Depends what the matrix exponential function is using under the hood. A lot of the times they’re just using a Runge-Kutta method or a Pade approximation. So depending on the properties of the ODE, e.g. stiffness, something like BDF could be more appropriate than whatever the matrix exponential is using. As another example, if the problem is Hamiltonian, then I bet a symplectic integrator would do better than a matrix exponential implementation.


The matrix exp we have uses a Pade approximation, coupled with scaling and squaring. The matrix exp action function uses the method proposed by Al-Mohy & Higam (2011).

Do you think it would have a hard time dealing with stiff systems?

p.s.: love the paper you referred to.


A-priori, I’m not sure if it’d do worse or better on stiff systems than say, BDF, but it wouldn’t be too hard to try. Just experiment with a 2D system with one eigenvalue that’s like -1e6 and another one that’s -1e0. You can just use the matrix exponential and DeSolve in R.

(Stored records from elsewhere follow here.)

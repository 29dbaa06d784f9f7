//! SQLite sink.
//!
//! Rows are buffered as hooks fire and written in one transaction per tick.
//! The first failure is kept and reported by [`SqliteSink::finish`]; after a
//! failure the sink stops writing.

use std::path::Path;

use parking_lot::Mutex;
use performance::PerformanceRecord;
use rusqlite::{Connection, params};
use simulation::{HookContext, Incident, ResearchAction, RunSummary, SimulationHook, TickStats};
use tracing::warn;

use crate::error::{Result, StorageError};
use crate::schema::init_schema;

#[derive(Default)]
struct Buffer {
    actions: Vec<ResearchAction>,
    records: Vec<PerformanceRecord>,
    incidents: Vec<(u64, Incident)>,
}

pub struct SqliteSink {
    conn: Mutex<Connection>,
    buffer: Mutex<Buffer>,
    error: Mutex<Option<StorageError>>,
}

impl SqliteSink {
    /// Open (or create) a database file. `:memory:` opens an in-memory database.
    pub fn open(path: impl AsRef<Path>) -> Result<Self> {
        let path = path.as_ref();
        let conn = if path.as_os_str() == ":memory:" {
            Connection::open_in_memory()?
        } else {
            Connection::open(path)?
        };
        init_schema(&conn)?;
        Ok(Self {
            conn: Mutex::new(conn),
            buffer: Mutex::new(Buffer::default()),
            error: Mutex::new(None),
        })
    }

    pub fn in_memory() -> Result<Self> {
        Self::open(":memory:")
    }

    /// Run a read-only query against the database.
    pub fn with_connection<T>(&self, f: impl FnOnce(&Connection) -> T) -> T {
        f(&self.conn.lock())
    }

    fn failed(&self) -> bool {
        self.error.lock().is_some()
    }

    fn fail(&self, error: StorageError) {
        warn!(sink = "sqlite", %error, "write failed; further output dropped");
        let mut slot = self.error.lock();
        if slot.is_none() {
            *slot = Some(error);
        }
    }

    /// Write buffered rows in a single transaction.
    fn flush(&self) -> Result<()> {
        let buffer = std::mem::take(&mut *self.buffer.lock());
        if buffer.actions.is_empty() && buffer.records.is_empty() && buffer.incidents.is_empty() {
            return Ok(());
        }

        let mut conn = self.conn.lock();
        let tx = conn.transaction()?;
        {
            let mut insert_action = tx.prepare_cached(
                "INSERT INTO research_actions
                 (action_id, analyst_id, security_id, idea_analyst, idea_seq, action_type,
                  timestamp, confidence, stage, target_price, payload_json)
                 VALUES (?1, ?2, ?3, ?4, ?5, ?6, ?7, ?8, ?9, ?10, ?11)",
            )?;
            for a in &buffer.actions {
                insert_action.execute(params![
                    a.action_id.0 as i64,
                    a.analyst_id.0 as i64,
                    a.security_id,
                    a.idea_id.analyst.0 as i64,
                    a.idea_id.seq,
                    a.action_type.to_string(),
                    a.timestamp.to_rfc3339(),
                    a.confidence,
                    a.content_payload.stage.to_string(),
                    a.content_payload.target_price,
                    serde_json::to_string(&a.content_payload)?,
                ])?;
            }

            let mut insert_record = tx.prepare_cached(
                "INSERT OR IGNORE INTO performance_records
                 (record_id, action_id, analyst_id, security_id, action_type, issued_at,
                  evaluated_at, horizon_days, predicted, realized, reference, forecast_error,
                  realized_return, direction_correct, accuracy)
                 VALUES (?1, ?2, ?3, ?4, ?5, ?6, ?7, ?8, ?9, ?10, ?11, ?12, ?13, ?14, ?15)",
            )?;
            for r in &buffer.records {
                insert_record.execute(params![
                    r.record_id.0 as i64,
                    r.action_id.0 as i64,
                    r.analyst_id.0 as i64,
                    r.security_id,
                    r.action_type.to_string(),
                    r.issued_at.to_rfc3339(),
                    r.evaluated_at.to_rfc3339(),
                    r.horizon_days,
                    r.predicted,
                    r.realized,
                    r.reference,
                    r.forecast_error,
                    r.realized_return,
                    r.direction_correct,
                    r.accuracy,
                ])?;
            }

            let mut insert_incident = tx.prepare_cached(
                "INSERT INTO incidents (tick, analyst_id, at, detail_json)
                 VALUES (?1, ?2, ?3, ?4)",
            )?;
            for (tick, incident) in &buffer.incidents {
                insert_incident.execute(params![
                    *tick as i64,
                    incident.analyst().0 as i64,
                    incident.at().to_rfc3339(),
                    serde_json::to_string(incident)?,
                ])?;
            }
        }
        tx.commit()?;
        Ok(())
    }

    fn write_summary(&self, summary: &RunSummary) -> Result<()> {
        let conn = self.conn.lock();
        conn.execute(
            "INSERT INTO run_summaries (seed, total_actions, action_log_hash, summary_json)
             VALUES (?1, ?2, ?3, ?4)",
            params![
                summary.seed as i64,
                summary.total_actions as i64,
                summary.action_log_hash,
                serde_json::to_string(summary)?,
            ],
        )?;
        Ok(())
    }

    /// Flush anything still buffered and report the first failure, if any.
    pub fn finish(&self) -> Result<()> {
        if !self.failed()
            && let Err(e) = self.flush()
        {
            self.fail(e);
        }
        match self.error.lock().take() {
            Some(e) => Err(e),
            None => Ok(()),
        }
    }
}

impl SimulationHook for SqliteSink {
    fn name(&self) -> &str {
        "SqliteSink"
    }

    fn on_actions(&self, actions: Vec<ResearchAction>, _ctx: &HookContext) {
        if !self.failed() {
            self.buffer.lock().actions.extend(actions);
        }
    }

    fn on_records(&self, records: Vec<PerformanceRecord>, _ctx: &HookContext) {
        if !self.failed() {
            self.buffer.lock().records.extend(records);
        }
    }

    fn on_incidents(&self, incidents: Vec<Incident>, ctx: &HookContext) {
        if !self.failed() {
            self.buffer
                .lock()
                .incidents
                .extend(incidents.into_iter().map(|i| (ctx.tick, i)));
        }
    }

    fn on_tick_end(&self, _stats: &TickStats, _ctx: &HookContext) {
        if !self.failed()
            && let Err(e) = self.flush()
        {
            self.fail(e);
        }
    }

    fn on_simulation_end(&self, summary: &RunSummary) {
        if self.failed() {
            return;
        }
        if let Err(e) = self.flush().and_then(|()| self.write_summary(summary)) {
            self.fail(e);
        }
    }
}

#[cfg(test)]
mod tests {
    use super::*;
    use chrono::{TimeZone, Utc};
    use simulation::ContentPayload;
    use types::{ActionId, ActionType, AnalystId, ContentType, IdeaId, IdeaStage};

    fn action(id: u64) -> ResearchAction {
        ResearchAction {
            action_id: ActionId(id),
            analyst_id: AnalystId(3),
            security_id: "SEC007".into(),
            idea_id: IdeaId::new(AnalystId(3), 2),
            action_type: ActionType::NewIdea,
            timestamp: Utc.with_ymd_and_hms(2022, 5, 2, 14, 0, 0).unwrap(),
            content_payload: ContentPayload {
                target_price: Some(41.5),
                ..ContentPayload::new(ContentType::InitiationCoverage, IdeaStage::NewIdea)
            },
            confidence: 0.62,
        }
    }

    fn count(sink: &SqliteSink, table: &str) -> i64 {
        sink.with_connection(|conn| {
            conn.query_row(&format!("SELECT COUNT(*) FROM {table}"), [], |row| {
                row.get(0)
            })
            .unwrap()
        })
    }

    #[test]
    fn test_actions_written_at_tick_end() {
        let sink = SqliteSink::in_memory().unwrap();
        let ctx = HookContext::new(1, Utc.with_ymd_and_hms(2022, 5, 2, 14, 0, 0).unwrap());
        sink.on_actions(vec![action(1), action(2)], &ctx);
        assert_eq!(count(&sink, "research_actions"), 0);

        sink.on_tick_end(&TickStats::default(), &ctx);
        assert_eq!(count(&sink, "research_actions"), 2);

        let target: f64 = sink.with_connection(|conn| {
            conn.query_row(
                "SELECT target_price FROM research_actions WHERE action_id = 2",
                [],
                |row| row.get(0),
            )
            .unwrap()
        });
        assert!((target - 41.5).abs() < 1e-12);
        sink.finish().unwrap();
    }

    #[test]
    fn test_first_error_reported_by_finish() {
        let sink = SqliteSink::in_memory().unwrap();
        let ctx = HookContext::new(1, Utc.with_ymd_and_hms(2022, 5, 2, 14, 0, 0).unwrap());
        // Duplicate primary key fails the transaction.
        sink.on_actions(vec![action(1), action(1)], &ctx);
        sink.on_tick_end(&TickStats::default(), &ctx);
        sink.on_actions(vec![action(2)], &ctx);
        sink.on_tick_end(&TickStats::default(), &ctx);

        assert_eq!(count(&sink, "research_actions"), 0);
        assert!(matches!(sink.finish(), Err(StorageError::Sqlite(_))));
    }
}
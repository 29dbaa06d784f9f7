//! Analyst factory: builds the population from archetypes and the provider's universe.
//!
//! Ids are assigned sequentially from 1 in population order. Coverage
//! universes and profile fields are drawn from a factory RNG seeded from the
//! run seed, so the same config always yields the same population.

use std::collections::BTreeSet;
use std::sync::Arc;

use archetypes::ArchetypeDefinition;
use behaviors::distributions;
use feed::MarketDataProvider;
use rand::SeedableRng;
use rand::prelude::SliceRandom;
use rand::rngs::StdRng;
use serde::{Deserialize, Serialize};
use tracing::debug;
use types::{AnalystId, SecurityId, Sector};

use crate::analyst::{AnalystInstance, AnalystProfile};
use crate::config::SimulationConfig;
use crate::error::{Result, SimulationError};

/// Salt separating the factory stream from per-analyst streams.
const FACTORY_SALT: u64 = 0xFAC7_0000_0000_0001;

/// `count` analysts built from one archetype.
#[derive(Debug, Clone)]
pub struct PopulationEntry {
    pub archetype: Arc<ArchetypeDefinition>,
    pub count: usize,
}

impl PopulationEntry {
    pub fn new(archetype: Arc<ArchetypeDefinition>, count: usize) -> Self {
        Self { archetype, count }
    }
}

/// Population summary used in fingerprints and reports.
#[derive(Debug, Clone, PartialEq, Serialize, Deserialize)]
pub struct PopulationSpec {
    pub archetype: String,
    pub count: usize,
}

impl From<&PopulationEntry> for PopulationSpec {
    fn from(entry: &PopulationEntry) -> Self {
        Self {
            archetype: entry.archetype.name().to_string(),
            count: entry.count,
        }
    }
}

/// Spawn every analyst of the population.
///
/// Fails with [`SimulationError::EmptyPopulation`] when no analyst would be
/// created, and with [`SimulationError::NoEligibleCoverage`] when an
/// archetype's sector whitelist matches no security.
pub fn spawn_population(
    population: &[PopulationEntry],
    provider: &dyn MarketDataProvider,
    config: &SimulationConfig,
) -> Result<Vec<AnalystInstance>> {
    if population.iter().all(|e| e.count == 0) {
        return Err(SimulationError::EmptyPopulation);
    }

    let mut universe: Vec<(SecurityId, Sector)> = provider
        .securities()
        .into_iter()
        .filter_map(|s| provider.sector(&s).map(|sector| (s, sector)))
        .collect();
    universe.sort();

    let mut rng = StdRng::seed_from_u64(config.seed ^ FACTORY_SALT);
    let mut next_id = 1u64;
    let mut analysts = Vec::new();

    for entry in population.iter().filter(|e| e.count > 0) {
        let (spawned, id) = spawn_archetype(entry, &universe, next_id, config, &mut rng)?;
        next_id = id;
        analysts.extend(spawned);
    }

    debug!(
        analysts = analysts.len(),
        securities = universe.len(),
        "population spawned"
    );
    Ok(analysts)
}

/// Spawn one archetype's analysts. Returns next available analyst id.
fn spawn_archetype(
    entry: &PopulationEntry,
    universe: &[(SecurityId, Sector)],
    mut next_id: u64,
    config: &SimulationConfig,
    rng: &mut StdRng,
) -> Result<(Vec<AnalystInstance>, u64)> {
    let archetype = &entry.archetype;
    let eligible: Vec<&(SecurityId, Sector)> = universe
        .iter()
        .filter(|(_, sector)| archetype.constraints().allows_sector(*sector))
        .collect();
    if eligible.is_empty() {
        return Err(SimulationError::NoEligibleCoverage(
            archetype.name().to_string(),
        ));
    }

    let coverage = archetype.coverage();
    let wanted = coverage.max_active_coverage().max(coverage.ideal_coverage_size())
        + coverage.ideal_coverage_size() / 2;
    let size = wanted.min(eligible.len()).max(1);

    let mut analysts = Vec::with_capacity(entry.count);
    for n in 0..entry.count {
        let mut picks = eligible.clone();
        picks.shuffle(rng);
        picks.truncate(size);

        let mut coverage_universe: Vec<SecurityId> =
            picks.iter().map(|(s, _)| s.clone()).collect();
        coverage_universe.sort();
        let primary_sectors: Vec<Sector> = picks
            .iter()
            .map(|(_, sector)| *sector)
            .collect::<BTreeSet<_>>()
            .into_iter()
            .collect();

        let profile = AnalystProfile {
            id: AnalystId(next_id),
            name: format!("{} {}", archetype.name(), n + 1),
            archetype: archetype.name().to_string(),
            start_date: config.start,
            years_experience: distributions::uniform(rng, 2.0, 20.0).round(),
            primary_sectors,
            coverage_universe,
        };
        analysts.push(AnalystInstance::new(
            profile,
            Arc::clone(archetype),
            config.feedback,
            config.seed,
        ));
        next_id += 1;
    }

    Ok((analysts, next_id))
}

#[cfg(test)]
mod tests {
    use super::*;
    use archetypes::{ArchetypeBuilder, templates};
    use feed::{InMemoryProvider, SectorModel};

    fn provider() -> InMemoryProvider {
        let mut provider = InMemoryProvider::new().with_sectors(SectorModel::default());
        for (i, sector) in [
            Sector::InformationTechnology,
            Sector::InformationTechnology,
            Sector::Energy,
            Sector::HealthCare,
        ]
        .into_iter()
        .enumerate()
        {
            provider.set_sector(format!("SEC{i:03}"), sector);
        }
        provider
    }

    #[test]
    fn test_sequential_ids_and_names() {
        let population = vec![
            PopulationEntry::new(Arc::new(templates::oracle().unwrap()), 2),
            PopulationEntry::new(Arc::new(templates::follower().unwrap()), 1),
        ];
        let analysts =
            spawn_population(&population, &provider(), &SimulationConfig::default()).unwrap();
        let ids: Vec<u64> = analysts.iter().map(|a| a.id().0).collect();
        assert_eq!(ids, vec![1, 2, 3]);
        assert_eq!(analysts[0].profile().name, "Oracle 1");
        assert_eq!(analysts[2].profile().archetype, "Follower");
    }

    #[test]
    fn test_whitelist_limits_coverage() {
        let specialist = ArchetypeBuilder::from_definition(&templates::follower().unwrap())
            .name("Energy Desk")
            .sector_whitelist([Sector::Energy])
            .build()
            .unwrap();
        let population = vec![PopulationEntry::new(Arc::new(specialist), 3)];
        let analysts =
            spawn_population(&population, &provider(), &SimulationConfig::default()).unwrap();
        for analyst in &analysts {
            assert_eq!(analyst.profile().coverage_universe, vec!["SEC002".to_string()]);
            assert_eq!(analyst.profile().primary_sectors, vec![Sector::Energy]);
        }
    }

    #[test]
    fn test_no_eligible_coverage() {
        let utilities = ArchetypeBuilder::from_definition(&templates::follower().unwrap())
            .sector_whitelist([Sector::Utilities])
            .build()
            .unwrap();
        let population = vec![PopulationEntry::new(Arc::new(utilities), 1)];
        let err = spawn_population(&population, &provider(), &SimulationConfig::default())
            .unwrap_err();
        assert!(matches!(err, SimulationError::NoEligibleCoverage(_)));
    }

    #[test]
    fn test_empty_population() {
        let population = vec![PopulationEntry::new(Arc::new(templates::oracle().unwrap()), 0)];
        assert!(matches!(
            spawn_population(&population, &provider(), &SimulationConfig::default()),
            Err(SimulationError::EmptyPopulation)
        ));
    }

    #[test]
    fn test_population_is_deterministic() {
        let population = vec![PopulationEntry::new(Arc::new(templates::sprayer().unwrap()), 4)];
        let config = SimulationConfig::default().with_seed(11);
        let a = spawn_population(&population, &provider(), &config).unwrap();
        let b = spawn_population(&population, &provider(), &config).unwrap();
        let profiles = |v: &[AnalystInstance]| {
            v.iter().map(|a| a.profile().clone()).collect::<Vec<_>>()
        };
        assert_eq!(profiles(&a), profiles(&b));
    }
}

I’d also try the Hamiltonian system

y' = \begin{pmatrix} 0 & 1\\ -1 & 0 \end{pmatrix} y

and see how the Pade approximation compares to leapfrog. Then also try it with a stiff Hamiltonian system, by replacing the -1 with say -1e6. If you tried forward Euler on this system you’d notice that over time you’re gaining energy so that if you try to integrate for a long time the solutions will be pretty bad compared to a symplectic integrator like leapfrog. If you tried backward Euler you’d also get bad solutions but you’d be losing energy over time. I’m not sure what the Pade would do, but I’d be curious.


These are all good suggestions, I’ll start playing with it.

It might be that uneven scales mess up the pade approximation because of arithmetic precision error (the scaling and squaring may not work as well). It indeed shouldn’t be too hard to test. I’ll use RStan’s function to extract Stan functions and run some rest in R – or maybe I’ll directly write some tests in C++.


Yeah that’s a good point. It could be that an eigenvalue of 1e-6 isn’t bad all on its own, but the uneven scales are what give the Pade trouble. I don’t know enough about the matrix exp algorithms enough to say, but uneven scales are always trouble numerically.


This seems like an excellent situation for speculative evaluation with multithreading.